● Stored data:
++++++

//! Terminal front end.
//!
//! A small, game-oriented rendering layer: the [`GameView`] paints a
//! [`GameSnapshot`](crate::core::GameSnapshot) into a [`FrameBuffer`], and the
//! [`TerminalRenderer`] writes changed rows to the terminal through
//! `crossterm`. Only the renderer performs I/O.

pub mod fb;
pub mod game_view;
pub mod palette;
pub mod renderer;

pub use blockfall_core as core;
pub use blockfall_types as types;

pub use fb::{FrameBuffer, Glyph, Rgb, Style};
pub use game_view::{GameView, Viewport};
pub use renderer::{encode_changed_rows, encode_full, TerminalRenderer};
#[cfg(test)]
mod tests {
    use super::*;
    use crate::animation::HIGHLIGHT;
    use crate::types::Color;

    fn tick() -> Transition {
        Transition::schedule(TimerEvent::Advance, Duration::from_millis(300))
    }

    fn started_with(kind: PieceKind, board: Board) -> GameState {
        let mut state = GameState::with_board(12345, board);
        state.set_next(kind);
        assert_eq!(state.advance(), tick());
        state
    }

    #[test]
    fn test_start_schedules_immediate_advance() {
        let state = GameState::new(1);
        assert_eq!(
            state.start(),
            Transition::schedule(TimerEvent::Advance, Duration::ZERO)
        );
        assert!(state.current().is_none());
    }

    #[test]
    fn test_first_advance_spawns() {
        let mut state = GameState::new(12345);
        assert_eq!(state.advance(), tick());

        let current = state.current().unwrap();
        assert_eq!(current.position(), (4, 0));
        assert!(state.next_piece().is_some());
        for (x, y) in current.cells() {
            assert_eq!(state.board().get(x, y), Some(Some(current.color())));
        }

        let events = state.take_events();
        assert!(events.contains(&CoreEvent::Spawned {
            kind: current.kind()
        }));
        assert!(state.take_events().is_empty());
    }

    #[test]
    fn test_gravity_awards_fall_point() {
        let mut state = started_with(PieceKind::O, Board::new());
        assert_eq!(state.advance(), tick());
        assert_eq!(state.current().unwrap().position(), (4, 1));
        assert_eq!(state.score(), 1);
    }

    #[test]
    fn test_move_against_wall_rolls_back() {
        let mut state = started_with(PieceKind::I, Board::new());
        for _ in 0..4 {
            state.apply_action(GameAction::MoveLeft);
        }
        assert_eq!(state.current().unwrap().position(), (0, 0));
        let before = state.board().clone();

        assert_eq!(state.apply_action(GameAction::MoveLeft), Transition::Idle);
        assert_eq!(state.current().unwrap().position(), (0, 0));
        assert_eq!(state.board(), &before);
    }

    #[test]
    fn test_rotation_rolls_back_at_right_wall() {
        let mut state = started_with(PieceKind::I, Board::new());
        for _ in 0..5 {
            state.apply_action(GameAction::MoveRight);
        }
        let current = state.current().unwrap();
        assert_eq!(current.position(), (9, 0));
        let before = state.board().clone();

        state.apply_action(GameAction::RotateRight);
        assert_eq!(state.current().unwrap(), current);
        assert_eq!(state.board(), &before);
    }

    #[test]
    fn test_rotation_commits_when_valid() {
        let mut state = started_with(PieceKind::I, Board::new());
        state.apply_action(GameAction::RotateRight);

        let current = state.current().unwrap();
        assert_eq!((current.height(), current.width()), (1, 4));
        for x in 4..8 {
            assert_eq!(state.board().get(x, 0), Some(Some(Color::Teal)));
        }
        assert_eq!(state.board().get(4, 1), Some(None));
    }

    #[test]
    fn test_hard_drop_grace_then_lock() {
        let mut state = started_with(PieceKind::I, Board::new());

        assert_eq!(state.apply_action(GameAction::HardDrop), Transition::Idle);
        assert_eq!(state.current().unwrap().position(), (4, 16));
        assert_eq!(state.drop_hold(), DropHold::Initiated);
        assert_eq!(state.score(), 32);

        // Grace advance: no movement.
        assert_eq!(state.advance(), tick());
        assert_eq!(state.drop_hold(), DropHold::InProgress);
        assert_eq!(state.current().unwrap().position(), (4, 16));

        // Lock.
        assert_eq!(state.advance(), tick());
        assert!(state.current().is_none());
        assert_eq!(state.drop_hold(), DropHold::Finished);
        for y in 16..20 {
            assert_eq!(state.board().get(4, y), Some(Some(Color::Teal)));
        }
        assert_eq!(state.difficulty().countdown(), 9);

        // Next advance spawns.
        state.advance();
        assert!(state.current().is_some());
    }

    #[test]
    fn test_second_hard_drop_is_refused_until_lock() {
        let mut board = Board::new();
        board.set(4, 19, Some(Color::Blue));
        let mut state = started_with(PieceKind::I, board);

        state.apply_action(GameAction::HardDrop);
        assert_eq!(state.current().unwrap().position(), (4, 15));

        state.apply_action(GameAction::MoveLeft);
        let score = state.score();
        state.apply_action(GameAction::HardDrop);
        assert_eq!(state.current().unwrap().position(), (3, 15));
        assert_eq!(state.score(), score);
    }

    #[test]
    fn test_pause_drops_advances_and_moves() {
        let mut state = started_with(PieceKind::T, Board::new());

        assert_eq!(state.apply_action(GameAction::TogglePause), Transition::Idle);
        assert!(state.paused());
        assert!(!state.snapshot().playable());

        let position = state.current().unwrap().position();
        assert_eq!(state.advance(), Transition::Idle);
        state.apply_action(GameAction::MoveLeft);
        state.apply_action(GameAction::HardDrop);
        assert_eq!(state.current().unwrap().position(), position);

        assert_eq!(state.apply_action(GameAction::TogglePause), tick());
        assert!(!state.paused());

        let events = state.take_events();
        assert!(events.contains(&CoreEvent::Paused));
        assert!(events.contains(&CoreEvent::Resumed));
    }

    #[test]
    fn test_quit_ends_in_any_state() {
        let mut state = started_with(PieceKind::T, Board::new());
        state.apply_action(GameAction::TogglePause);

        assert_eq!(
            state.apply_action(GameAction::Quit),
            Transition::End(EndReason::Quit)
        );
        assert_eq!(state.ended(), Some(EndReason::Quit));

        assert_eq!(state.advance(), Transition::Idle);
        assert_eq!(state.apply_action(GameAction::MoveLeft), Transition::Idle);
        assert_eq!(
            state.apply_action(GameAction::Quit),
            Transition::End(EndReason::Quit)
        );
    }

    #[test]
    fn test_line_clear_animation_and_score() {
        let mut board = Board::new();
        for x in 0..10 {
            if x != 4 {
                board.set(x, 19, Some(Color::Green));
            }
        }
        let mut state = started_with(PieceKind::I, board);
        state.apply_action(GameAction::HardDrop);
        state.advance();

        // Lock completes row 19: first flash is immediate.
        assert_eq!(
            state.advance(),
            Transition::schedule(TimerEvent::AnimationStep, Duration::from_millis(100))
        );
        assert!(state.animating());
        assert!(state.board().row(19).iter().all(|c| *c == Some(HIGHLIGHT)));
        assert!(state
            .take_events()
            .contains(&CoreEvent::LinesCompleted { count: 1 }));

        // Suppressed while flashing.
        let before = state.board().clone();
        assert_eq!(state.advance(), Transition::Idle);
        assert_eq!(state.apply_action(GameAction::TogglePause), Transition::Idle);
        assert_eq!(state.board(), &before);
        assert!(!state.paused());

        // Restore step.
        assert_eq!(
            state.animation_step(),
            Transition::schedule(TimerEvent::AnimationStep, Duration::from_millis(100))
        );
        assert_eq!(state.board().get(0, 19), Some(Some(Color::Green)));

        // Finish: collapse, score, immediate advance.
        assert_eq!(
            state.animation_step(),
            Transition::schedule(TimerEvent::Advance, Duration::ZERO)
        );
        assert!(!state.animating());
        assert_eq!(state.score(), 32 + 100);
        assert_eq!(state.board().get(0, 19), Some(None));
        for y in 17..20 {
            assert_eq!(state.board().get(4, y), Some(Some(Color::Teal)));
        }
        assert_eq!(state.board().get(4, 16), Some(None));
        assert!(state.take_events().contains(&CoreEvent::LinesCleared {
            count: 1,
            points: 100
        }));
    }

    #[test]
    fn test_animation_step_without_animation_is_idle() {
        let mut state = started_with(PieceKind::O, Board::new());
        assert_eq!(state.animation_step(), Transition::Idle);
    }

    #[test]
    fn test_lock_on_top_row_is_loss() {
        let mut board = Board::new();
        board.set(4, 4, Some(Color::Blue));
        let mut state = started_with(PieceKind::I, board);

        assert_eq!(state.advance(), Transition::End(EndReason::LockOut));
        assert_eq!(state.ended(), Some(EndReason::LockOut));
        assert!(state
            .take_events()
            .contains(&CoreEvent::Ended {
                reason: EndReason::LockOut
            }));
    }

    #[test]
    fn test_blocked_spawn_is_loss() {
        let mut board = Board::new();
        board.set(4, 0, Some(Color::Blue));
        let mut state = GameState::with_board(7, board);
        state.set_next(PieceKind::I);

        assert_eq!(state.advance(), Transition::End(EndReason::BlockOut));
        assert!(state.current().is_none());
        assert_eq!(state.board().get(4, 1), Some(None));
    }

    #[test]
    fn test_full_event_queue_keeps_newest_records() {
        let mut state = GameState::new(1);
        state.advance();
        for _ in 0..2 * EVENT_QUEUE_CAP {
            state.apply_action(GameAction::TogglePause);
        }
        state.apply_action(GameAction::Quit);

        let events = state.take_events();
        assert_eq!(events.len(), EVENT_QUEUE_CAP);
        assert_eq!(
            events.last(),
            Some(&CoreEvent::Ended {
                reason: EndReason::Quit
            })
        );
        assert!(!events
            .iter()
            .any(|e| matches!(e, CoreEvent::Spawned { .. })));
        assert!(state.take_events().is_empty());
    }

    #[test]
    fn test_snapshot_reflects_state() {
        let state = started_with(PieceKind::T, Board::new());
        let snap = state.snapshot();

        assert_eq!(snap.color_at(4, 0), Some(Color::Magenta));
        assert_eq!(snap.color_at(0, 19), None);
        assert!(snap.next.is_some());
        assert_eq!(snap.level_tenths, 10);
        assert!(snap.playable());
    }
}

++++++

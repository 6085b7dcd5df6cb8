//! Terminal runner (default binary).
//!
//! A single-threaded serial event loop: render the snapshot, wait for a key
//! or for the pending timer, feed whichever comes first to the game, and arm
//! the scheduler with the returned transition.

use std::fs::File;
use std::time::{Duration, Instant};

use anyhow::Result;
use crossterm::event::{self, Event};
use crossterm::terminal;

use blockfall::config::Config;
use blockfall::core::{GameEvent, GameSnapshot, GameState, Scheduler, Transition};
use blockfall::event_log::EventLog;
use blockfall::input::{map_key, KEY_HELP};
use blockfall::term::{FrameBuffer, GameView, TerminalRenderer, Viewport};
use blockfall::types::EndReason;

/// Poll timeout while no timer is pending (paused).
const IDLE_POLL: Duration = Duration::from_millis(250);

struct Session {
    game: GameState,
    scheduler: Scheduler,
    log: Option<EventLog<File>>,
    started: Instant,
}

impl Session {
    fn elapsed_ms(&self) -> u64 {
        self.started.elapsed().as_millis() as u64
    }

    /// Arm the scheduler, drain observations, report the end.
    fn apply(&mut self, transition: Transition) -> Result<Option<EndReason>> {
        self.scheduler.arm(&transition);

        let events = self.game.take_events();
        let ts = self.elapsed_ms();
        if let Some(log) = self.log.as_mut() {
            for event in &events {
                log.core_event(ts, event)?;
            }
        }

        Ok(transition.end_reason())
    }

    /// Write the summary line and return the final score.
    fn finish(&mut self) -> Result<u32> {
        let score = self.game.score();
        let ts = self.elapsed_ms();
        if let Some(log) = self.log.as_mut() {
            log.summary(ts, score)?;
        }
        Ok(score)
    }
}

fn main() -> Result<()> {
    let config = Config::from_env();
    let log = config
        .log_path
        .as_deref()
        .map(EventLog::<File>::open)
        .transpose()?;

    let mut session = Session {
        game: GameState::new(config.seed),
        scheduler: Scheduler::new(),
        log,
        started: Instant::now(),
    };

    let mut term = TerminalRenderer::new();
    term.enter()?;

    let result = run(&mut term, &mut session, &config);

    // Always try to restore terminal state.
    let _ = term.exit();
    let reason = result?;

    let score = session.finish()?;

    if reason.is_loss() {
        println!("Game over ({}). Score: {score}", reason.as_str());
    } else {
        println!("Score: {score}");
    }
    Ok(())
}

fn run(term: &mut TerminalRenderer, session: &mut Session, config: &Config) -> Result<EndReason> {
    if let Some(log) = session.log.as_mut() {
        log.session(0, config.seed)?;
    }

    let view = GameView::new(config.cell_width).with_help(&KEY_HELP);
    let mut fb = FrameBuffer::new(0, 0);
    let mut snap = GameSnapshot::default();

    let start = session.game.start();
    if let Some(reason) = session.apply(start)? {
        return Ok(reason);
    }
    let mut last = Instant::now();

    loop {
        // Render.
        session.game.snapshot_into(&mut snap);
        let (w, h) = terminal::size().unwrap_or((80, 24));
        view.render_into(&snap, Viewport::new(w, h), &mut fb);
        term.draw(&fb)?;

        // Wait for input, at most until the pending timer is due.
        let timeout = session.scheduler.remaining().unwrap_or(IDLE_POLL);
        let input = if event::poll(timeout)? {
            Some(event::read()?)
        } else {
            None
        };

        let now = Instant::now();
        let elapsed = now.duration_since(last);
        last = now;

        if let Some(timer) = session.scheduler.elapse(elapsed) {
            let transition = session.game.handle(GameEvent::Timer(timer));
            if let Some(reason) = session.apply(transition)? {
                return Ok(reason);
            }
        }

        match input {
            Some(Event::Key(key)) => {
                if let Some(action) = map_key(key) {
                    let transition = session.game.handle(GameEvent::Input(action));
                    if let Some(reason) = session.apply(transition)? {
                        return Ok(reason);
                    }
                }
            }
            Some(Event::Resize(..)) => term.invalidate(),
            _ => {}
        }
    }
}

++++++

● Goal of the exercise:
Return a word-for-word copy of the lines above from the one holding "fn started_with(kind: PieceKind, board: Board)" through the one holding "for (x, y) in", with both of them included and nothing besides.

● Response below:
    fn started_with(kind: PieceKind, board: Board) -> GameState {
        let mut state = GameState::with_board(12345, board);
        state.set_next(kind);
        assert_eq!(state.advance(), tick());
        state
    }

    #[test]
    fn test_start_schedules_immediate_advance() {
        let state = GameState::new(1);
        assert_eq!(
            state.start(),
            Transition::schedule(TimerEvent::Advance, Duration::ZERO)
        );
        assert!(state.current().is_none());
    }

    #[test]
    fn test_first_advance_spawns() {
        let mut state = GameState::new(12345);
        assert_eq!(state.advance(), tick());

        let current = state.current().unwrap();
        assert_eq!(current.position(), (4, 0));
        assert!(state.next_piece().is_some());
        for (x, y) in current.cells() {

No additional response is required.